Stored dataset items:
====================

use std::time::Duration;

use anyhow::Context as _;
use axum::{Router, routing::get};
use metrics_exporter_prometheus::{PrometheusBuilder, PrometheusHandle};

/// Installs the global Prometheus recorder and starts its upkeep task.
///
/// Must be called from within a Tokio runtime, and only once per process.
pub fn init_metrics() -> anyhow::Result<PrometheusHandle> {
    let handle = PrometheusBuilder::new()
        .install_recorder()
        .context("installing Prometheus recorder")?;

    let upkeep_handle = handle.clone();
    tokio::spawn(async move {
        loop {
            tokio::time::sleep(Duration::from_secs(5)).await;
            upkeep_handle.run_upkeep();
        }
    });

    Ok(handle)
}

/// Serves the Prometheus text exposition at `/metrics`.
pub fn metrics_app(handle: PrometheusHandle) -> Router {
    Router::new().route("/metrics", get(move || async move { handle.render() }))
}

#[cfg(test)]
mod tests {
    use super::*;
    use axum::body::Body;
    use axum::http::{Request, StatusCode};
    use http_body_util::BodyExt;
    use metrics::counter;
    use tower::ServiceExt;

    #[tokio::test]
    async fn renders_recorded_counters() {
        let recorder = PrometheusBuilder::new().build_recorder();
        let handle = recorder.handle();
        metrics::with_local_recorder(&recorder, || {
            counter!("http_requests_total", "method" => "GET").increment(2);
        });

        let response = metrics_app(handle)
            .oneshot(Request::builder().uri("/metrics").body(Body::empty()).unwrap())
            .await
            .unwrap();
        assert_eq!(response.status(), StatusCode::OK);

        let body = response.into_body().collect().await.unwrap().to_bytes();
        let text = String::from_utf8(body.to_vec()).unwrap();
        assert!(text.contains("http_requests_total{method=\"GET\"} 2"));
    }
}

====================

Task prompt
A faithful copy of all the records is required.

Written solution
use std::time::Duration;

use anyhow::Context as _;
use axum::{Router, routing::get};
use metrics_exporter_prometheus::{PrometheusBuilder, PrometheusHandle};

/// Installs the global Prometheus recorder and starts its upkeep task.
///
/// Must be called from within a Tokio runtime, and only once per process.
pub fn init_metrics() -> anyhow::Result<PrometheusHandle> {
    let handle = PrometheusBuilder::new()
        .install_recorder()
        .context("installing Prometheus recorder")?;

    let upkeep_handle = handle.clone();
    tokio::spawn(async move {
        loop {
            tokio::time::sleep(Duration::from_secs(5)).await;
            upkeep_handle.run_upkeep();
        }
    });

    Ok(handle)
}

/// Serves the Prometheus text exposition at `/metrics`.
pub fn metrics_app(handle: PrometheusHandle) -> Router {
    Router::new().route("/metrics", get(move || async move { handle.render() }))
}

#[cfg(test)]
mod tests {
    use super::*;
    use axum::body::Body;
    use axum::http::{Request, StatusCode};
    use http_body_util::BodyExt;
    use metrics::counter;
    use tower::ServiceExt;

    #[tokio::test]
    async fn renders_recorded_counters() {
        let recorder = PrometheusBuilder::new().build_recorder();
        let handle = recorder.handle();
        metrics::with_local_recorder(&recorder, || {
            counter!("http_requests_total", "method" => "GET").increment(2);
        });

        let response = metrics_app(handle)
            .oneshot(Request::builder().uri("/metrics").body(Body::empty()).unwrap())
            .await
            .unwrap();
        assert_eq!(response.status(), StatusCode::OK);

        let body = response.into_body().collect().await.unwrap().to_bytes();
        let text = String::from_utf8(body.to_vec()).unwrap();
        assert!(text.contains("http_requests_total{method=\"GET\"} 2"));
    }
}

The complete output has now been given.